Bakan Ersoy, “Özellikle çocuklarımızın ve gençlerimizin varisleri oldukları muazzam medeniyet mirasını inşa edenleri bilmesi elzem. Eğer optik deyince İbnü'l-Heysem, algoritma deyince El Hârizmî, robotik deyince Cezeri, tıp deyince İbn-i Sina, bulaşıcı hastalıklarla imtihan edildiğimiz günümüzde Akşemseddin, yaşadığımız atom çağında Cabir bin Hayyan gibi isimler çocuklarımızın aklına gelmiyorsa; Newton ve Galileo biliniyor ama Birunî bilinmiyorsa hepimizin şapkamızı önümüze koyup düşünmesi gerekir. Bakanlık olarak kültür, sanat, tarih, bilim gibi farklı başlıklarda yürüttüğümüz her projede, inşa ettiğimiz her eser ve gerçekleştirdiğimiz her etkinlikte bu husus daima önceliklerimizden biri olmuştur. Ziyaretçilerimizi bilgilendirmek kadar öğrenmeye, araştırmaya dair kişisel bir merak uyandırmak bizim için değerlidir. Kültür-sanat merkezlerimizden müze ve kütüphanelerimize geliştirdiğimiz uygulamalar, eğitim çalışmaları, sempozyum, söyleşi ve konferanslar ve elbette sergiler öğrenmeye dair bir teşvik olarak değerlendirilebilir” dedi.

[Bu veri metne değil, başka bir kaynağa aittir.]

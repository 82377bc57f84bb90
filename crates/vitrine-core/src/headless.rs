//! In-memory [`VisualTree`] for tests, demos and server-side hosts.
//!
//! Nodes live in a single arena with document order given by parent/child
//! links. Scroll offsets are clamped on write the way a browser clamps
//! `scrollLeft`. Default tab traversal (what the host does when the engine
//! lets a Tab through) is available as [`HeadlessTree::default_tab`].

use std::cell::RefCell;
use std::collections::HashMap;

use crate::{NodeId, ScrollRegion, SentinelSide, VisualTree};

#[derive(Debug, Default)]
struct Node {
    parent: Option<NodeId>,
    children: Vec<NodeId>,
    focusable: bool,
    sentinel: bool,
    metrics: ScrollRegion,
}

#[derive(Debug)]
struct TreeState {
    nodes: HashMap<NodeId, Node>,
    next_id: u64,
    root: NodeId,
    focused: Option<NodeId>,
    scroll_writes: usize,
}

#[derive(Debug)]
pub struct HeadlessTree {
    state: RefCell<TreeState>,
}

impl Default for HeadlessTree {
    fn default() -> Self {
        Self::new()
    }
}

impl HeadlessTree {
    pub fn new() -> Self {
        let root = NodeId(0);
        let mut nodes = HashMap::new();
        nodes.insert(root, Node::default());
        Self {
            state: RefCell::new(TreeState {
                nodes,
                next_id: 1,
                root,
                focused: None,
                scroll_writes: 0,
            }),
        }
    }

    pub fn root(&self) -> NodeId {
        self.state.borrow().root
    }

    /// Append a child; returns `None` if `parent` is unknown.
    pub fn append(&self, parent: NodeId, focusable: bool) -> Option<NodeId> {
        let mut st = self.state.borrow_mut();
        if !st.nodes.contains_key(&parent) {
            return None;
        }
        let id = st.alloc(Node {
            parent: Some(parent),
            focusable,
            ..Node::default()
        });
        st.nodes.get_mut(&parent)?.children.push(id);
        Some(id)
    }

    /// Set the laid-out extents of `node`, keeping its offset in range.
    pub fn set_extents(&self, node: NodeId, visible: f32, content: f32) {
        if let Some(n) = self.state.borrow_mut().nodes.get_mut(&node) {
            let off = n.metrics.current_offset;
            n.metrics = ScrollRegion::new(visible, content, off).normalized();
        }
    }

    pub fn offset(&self, node: NodeId) -> f32 {
        self.state
            .borrow()
            .nodes
            .get(&node)
            .map_or(0.0, |n| n.metrics.current_offset)
    }

    pub fn focused(&self) -> Option<NodeId> {
        self.state.borrow().focused
    }

    pub fn is_sentinel(&self, node: NodeId) -> bool {
        self.state
            .borrow()
            .nodes
            .get(&node)
            .is_some_and(|n| n.sentinel)
    }

    pub fn node_count(&self) -> usize {
        self.state.borrow().nodes.len()
    }

    /// Number of offset writes received so far.
    pub fn scroll_writes(&self) -> usize {
        self.state.borrow().scroll_writes
    }

    /// Focusable nodes in document (pre-)order.
    pub fn traversal_order(&self) -> Vec<NodeId> {
        let st = self.state.borrow();
        let mut out = Vec::new();
        let mut stack = vec![st.root];
        while let Some(id) = stack.pop() {
            let Some(n) = st.nodes.get(&id) else { continue };
            if n.focusable {
                out.push(id);
            }
            stack.extend(n.children.iter().rev().copied());
        }
        out
    }

    /// Move focus the way the host does for an unintercepted Tab.
    /// Wraps at both ends of the document.
    pub fn default_tab(&self, backward: bool) -> Option<NodeId> {
        let chain = self.traversal_order();
        if chain.is_empty() {
            return None;
        }
        let next = match self.focused().and_then(|f| chain.iter().position(|&id| id == f)) {
            Some(idx) if backward => chain[(idx + chain.len() - 1) % chain.len()],
            Some(idx) => chain[(idx + 1) % chain.len()],
            None if backward => chain[chain.len() - 1],
            None => chain[0],
        };
        self.state.borrow_mut().focused = Some(next);
        Some(next)
    }
}

impl TreeState {
    fn alloc(&mut self, node: Node) -> NodeId {
        let id = NodeId(self.next_id);
        self.next_id += 1;
        self.nodes.insert(id, node);
        id
    }
}

impl VisualTree for HeadlessTree {
    fn contains_node(&self, node: NodeId) -> bool {
        self.state.borrow().nodes.contains_key(&node)
    }

    fn is_ancestor(&self, ancestor: NodeId, node: NodeId) -> bool {
        let st = self.state.borrow();
        let mut cur = Some(node);
        while let Some(id) = cur {
            if id == ancestor {
                return true;
            }
            cur = st.nodes.get(&id).and_then(|n| n.parent);
        }
        false
    }

    fn scroll_metrics(&self, node: NodeId) -> Option<ScrollRegion> {
        self.state.borrow().nodes.get(&node).map(|n| n.metrics)
    }

    fn set_scroll_offset(&self, node: NodeId, x: f32) {
        let mut st = self.state.borrow_mut();
        if let Some(n) = st.nodes.get_mut(&node) {
            n.metrics.current_offset = n.metrics.clamp_offset(x);
            st.scroll_writes += 1;
        }
    }

    fn focus(&self, node: NodeId) {
        let mut st = self.state.borrow_mut();
        if st.nodes.contains_key(&node) {
            st.focused = Some(node);
        }
    }

    fn insert_sentinel(&self, container: NodeId, side: SentinelSide) -> Option<NodeId> {
        let mut st = self.state.borrow_mut();
        let parent = st.nodes.get(&container)?.parent?;
        let at = st
            .nodes
            .get(&parent)?
            .children
            .iter()
            .position(|&c| c == container)?;
        let id = st.alloc(Node {
            parent: Some(parent),
            focusable: true,
            sentinel: true,
            ..Node::default()
        });
        let siblings = &mut st.nodes.get_mut(&parent)?.children;
        match side {
            SentinelSide::Start => siblings.insert(at, id),
            SentinelSide::End => siblings.insert(at + 1, id),
        }
        Some(id)
    }

    fn remove_node(&self, node: NodeId) {
        let mut st = self.state.borrow_mut();
        let Some(parent) = st.nodes.get(&node).map(|n| n.parent) else {
            log::warn!("remove_node: {node:?} already gone");
            return;
        };
        if let Some(parent) = parent
            && let Some(p) = st.nodes.get_mut(&parent)
        {
            p.children.retain(|&c| c != node);
        }
        let mut stack = vec![node];
        while let Some(id) = stack.pop() {
            if let Some(n) = st.nodes.remove(&id) {
                stack.extend(n.children);
            }
            if st.focused == Some(id) {
                st.focused = None;
            }
        }
    }
}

“BUGÜN BİLİMİN GELDİĞİ SEVİYENİN TEMELLERİ KÂĞIT VE MÜREKKEPTEN OLUŞMAKTADIR”
Bakan Ersoy, sözlerine şöyle devam etti:
“Yazma Eserler Kurumu Başkanlığımızın nasıl bir mirasın sorumluluğunu omuzladığını da bu noktadan hareketle daha iyi anlayabiliriz. Bugün bilimin geldiği seviyenin temelleri kâğıt ve mürekkepten oluşmaktadır. Kelime kelime, sayfa sayfa yüzlerce yıllık birikimi yaşatma, yayma ve geleceğe aktarma görevini yerine getirmek kolay değildir. Zarar görmesi endişesiyle sayfalarına dokunmaktan çekindiğimiz, kimi zaman ikinci bir nüshası dâhi olmayan el yazmaları bugün en iyi şekilde restore ediliyor, tıpkıbasımlarla çoğaltılıp yayınlanıyor ve dijitalleştirilip en güvenli şekilde herkesin kullanımına sunulabiliyor” ifadelerini kullandı.
Türkiye Yazma Eserler Kurumu Başkanı Dr. Coşkun Yılmaz ise, “Ali Kuşçu'nun bizim tarihimizdeki yeri astronomi ve matematik alanındaki şahsiyet olmasıyla öne çıkıyor. Fakat Fatih Sultan Mehmet gibi Türk tarihinde emsali bulunmayan bir büyük padişahın ilgisine mazhar olması, özel davet ile getirmesi, çevresi ile birlikte geldiği topraklara gelmesi ve geldiği coğrafyanın ilim, düşünce fikrini geliştirmesi itibarıyla Osmanlı eğitim sisteminde de önemli bir yeri oldu” dedi.
Konuşmaların ardından Bakan Ersoy ve beraberindekiler toplu hatıra fotoğrafı çekildi.